L'estrazione di terre rare è ipotizzabile in diverse località europee, ma finora ha fatto pochi progressi. I primi progetti pilota sono in corso in Svezia. A Lulea è in costruzione un complesso industriale per estrarre terre rare da una miniera di ferro esistente . Si prevede che il primo impianto pilota sarà operativo entro il 2026. Inoltre, i diplomatici dell'UE stanno negoziando con diversi potenziali paesi esportatori. L'accesso a queste materie prime strategiche sta ora svolgendo un ruolo centrale anche nei nuovi accordi commerciali.
Anche l'Europa è all'avanguardia nella separazione e nella lavorazione delle terre rare. Questa primavera, l'azienda chimica Solvay ha ampliato un impianto esistente a La Rochelle, in Francia, per separare e purificare le terre rare dalle miscele. E a settembre è stato inaugurato in Estonia il primo stabilimento europeo per la produzione di magneti in terre rare.
Per garantire che la produzione di terre rare in Europa possa competere economicamente con quella cinese, le aziende chiedono ingenti sussidi. E per rendere l'attività mineraria accettabile per il pubblico, è necessaria una strategia per gestire l'impatto ambientale associato.
Inoltre, si sta cercando di fare a meno delle terre rare, soprattutto nei settori dell'elettromobilità e dell'energia eolica, che si basano su grandi quantità di magneti al neodimio.
Nel settore automobilistico, BMW, Renault e Nissan offrono da diversi anni auto con motori elettrici che non necessitano di magneti permanenti e quindi nemmeno di terre rare.
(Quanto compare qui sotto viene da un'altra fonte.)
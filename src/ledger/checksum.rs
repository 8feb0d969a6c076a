//! CRC32 checksums guarding snapshot bodies
//!
//! Uses CRC32 (IEEE polynomial).

use crc32fast::Hasher;

/// Computes a CRC32 checksum over the provided data.
pub fn compute_checksum(data: &[u8]) -> u32 {
    let mut hasher = Hasher::new();
    hasher.update(data);
    hasher.finalize()
}

/// Verifies that the computed checksum matches the expected checksum.
pub fn verify_checksum(data: &[u8], expected: u32) -> bool {
    compute_checksum(data) == expected
}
Da anni l'UE finanzia progetti di ricerca per produrre magneti resistenti e durevoli senza neodimio e altre terre rare. Gli scienziati stanno sviluppando magneti basati su elementi molto abbondanti come manganese, ferro e azoto, oppure ferro e nichel. Questi sono ancora inferiori ai magneti al neodimio: sono meno stabili e meno resistenti, oppure sono più difficili da produrre. Ma se le loro proprietà potessero essere ulteriormente migliorate, renderebbero superflua gran parte delle importazioni dalla Cina.
Se questi progetti di ricerca avranno successo e le conoscenze saranno trasferite all'industria, la dipendenza dell'Europa dalla Cina potrà ridursi drasticamente nel lungo termine.